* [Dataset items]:

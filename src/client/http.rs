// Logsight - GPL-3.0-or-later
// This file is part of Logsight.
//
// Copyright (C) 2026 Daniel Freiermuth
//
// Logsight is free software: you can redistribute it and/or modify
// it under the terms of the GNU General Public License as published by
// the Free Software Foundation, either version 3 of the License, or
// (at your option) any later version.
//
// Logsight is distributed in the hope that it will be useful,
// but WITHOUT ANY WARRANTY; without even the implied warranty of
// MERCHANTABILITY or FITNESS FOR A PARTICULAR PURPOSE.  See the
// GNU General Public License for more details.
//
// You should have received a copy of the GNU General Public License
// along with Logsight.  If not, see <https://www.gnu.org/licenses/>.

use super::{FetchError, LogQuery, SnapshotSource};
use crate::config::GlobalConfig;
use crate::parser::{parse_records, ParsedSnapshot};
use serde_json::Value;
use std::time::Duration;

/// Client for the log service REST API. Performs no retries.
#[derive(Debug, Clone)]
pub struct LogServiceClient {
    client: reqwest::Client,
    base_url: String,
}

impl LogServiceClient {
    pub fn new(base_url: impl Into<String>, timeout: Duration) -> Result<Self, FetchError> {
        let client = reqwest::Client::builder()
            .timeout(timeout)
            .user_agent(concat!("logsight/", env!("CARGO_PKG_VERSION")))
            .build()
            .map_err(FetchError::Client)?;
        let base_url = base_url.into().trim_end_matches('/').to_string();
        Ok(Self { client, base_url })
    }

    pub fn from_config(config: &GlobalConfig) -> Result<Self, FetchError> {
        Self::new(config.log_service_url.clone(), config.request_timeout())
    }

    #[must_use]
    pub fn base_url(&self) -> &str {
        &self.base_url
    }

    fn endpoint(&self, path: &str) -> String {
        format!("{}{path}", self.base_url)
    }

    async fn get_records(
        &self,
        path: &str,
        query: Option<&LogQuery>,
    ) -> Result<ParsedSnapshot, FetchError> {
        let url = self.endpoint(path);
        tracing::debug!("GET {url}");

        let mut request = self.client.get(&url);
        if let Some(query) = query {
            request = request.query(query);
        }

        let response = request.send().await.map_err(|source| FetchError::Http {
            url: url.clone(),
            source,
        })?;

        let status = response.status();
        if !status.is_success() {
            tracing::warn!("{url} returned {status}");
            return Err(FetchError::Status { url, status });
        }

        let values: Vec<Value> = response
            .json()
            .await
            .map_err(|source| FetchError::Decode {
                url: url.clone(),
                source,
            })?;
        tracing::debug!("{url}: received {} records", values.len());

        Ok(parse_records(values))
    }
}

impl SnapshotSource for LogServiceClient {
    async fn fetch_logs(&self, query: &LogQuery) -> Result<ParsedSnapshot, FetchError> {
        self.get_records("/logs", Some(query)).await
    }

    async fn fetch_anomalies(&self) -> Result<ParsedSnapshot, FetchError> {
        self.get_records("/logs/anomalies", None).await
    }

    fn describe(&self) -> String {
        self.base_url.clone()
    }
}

* [AIM OF THE TASK]:
Reproduce each entry above character for character.

* [PROBLEM SOLUTION]:
filename src/client/http.rs
// Logsight - GPL-3.0-or-later
// This file is part of Logsight.
//
// Copyright (C) 2026 Daniel Freiermuth
//
// Logsight is free software: you can redistribute it and/or modify
// it under the terms of the GNU General Public License as published by
// the Free Software Foundation, either version 3 of the License, or
// (at your option) any later version.
//
// Logsight is distributed in the hope that it will be useful,
// but WITHOUT ANY WARRANTY; without even the implied warranty of
// MERCHANTABILITY or FITNESS FOR A PARTICULAR PURPOSE.  See the
// GNU General Public License for more details.
//
// You should have received a copy of the GNU General Public License
// along with Logsight.  If not, see <https://www.gnu.org/licenses/>.

use super::{FetchError, LogQuery, SnapshotSource};
use crate::config::GlobalConfig;
use crate::parser::{parse_records, ParsedSnapshot};
use serde_json::Value;
use std::time::Duration;

/// Client for the log service REST API. Performs no retries.
#[derive(Debug, Clone)]
pub struct LogServiceClient {
    client: reqwest::Client,
    base_url: String,
}

impl LogServiceClient {
    pub fn new(base_url: impl Into<String>, timeout: Duration) -> Result<Self, FetchError> {
        let client = reqwest::Client::builder()
            .timeout(timeout)
            .user_agent(concat!("logsight/", env!("CARGO_PKG_VERSION")))
            .build()
            .map_err(FetchError::Client)?;
        let base_url = base_url.into().trim_end_matches('/').to_string();
        Ok(Self { client, base_url })
    }

    pub fn from_config(config: &GlobalConfig) -> Result<Self, FetchError> {
        Self::new(config.log_service_url.clone(), config.request_timeout())
    }

    #[must_use]
    pub fn base_url(&self) -> &str {
        &self.base_url
    }

    fn endpoint(&self, path: &str) -> String {
        format!("{}{path}", self.base_url)
    }

    async fn get_records(
        &self,
        path: &str,
        query: Option<&LogQuery>,
    ) -> Result<ParsedSnapshot, FetchError> {
        let url = self.endpoint(path);
        tracing::debug!("GET {url}");

        let mut request = self.client.get(&url);
        if let Some(query) = query {
            request = request.query(query);
        }

        let response = request.send().await.map_err(|source| FetchError::Http {
            url: url.clone(),
            source,
        })?;

        let status = response.status();
        if !status.is_success() {
            tracing::warn!("{url} returned {status}");
            return Err(FetchError::Status { url, status });
        }

        let values: Vec<Value> = response
            .json()
            .await
            .map_err(|source| FetchError::Decode {
                url: url.clone(),
                source,
            })?;
        tracing::debug!("{url}: received {} records", values.len());

        Ok(parse_records(values))
    }
}

impl SnapshotSource for LogServiceClient {
    async fn fetch_logs(&self, query: &LogQuery) -> Result<ParsedSnapshot, FetchError> {
        self.get_records("/logs", Some(query)).await
    }

    async fn fetch_anomalies(&self) -> Result<ParsedSnapshot, FetchError> {
        self.get_records("/logs/anomalies", None).await
    }

    fn describe(&self) -> String {
        self.base_url.clone()
    }
}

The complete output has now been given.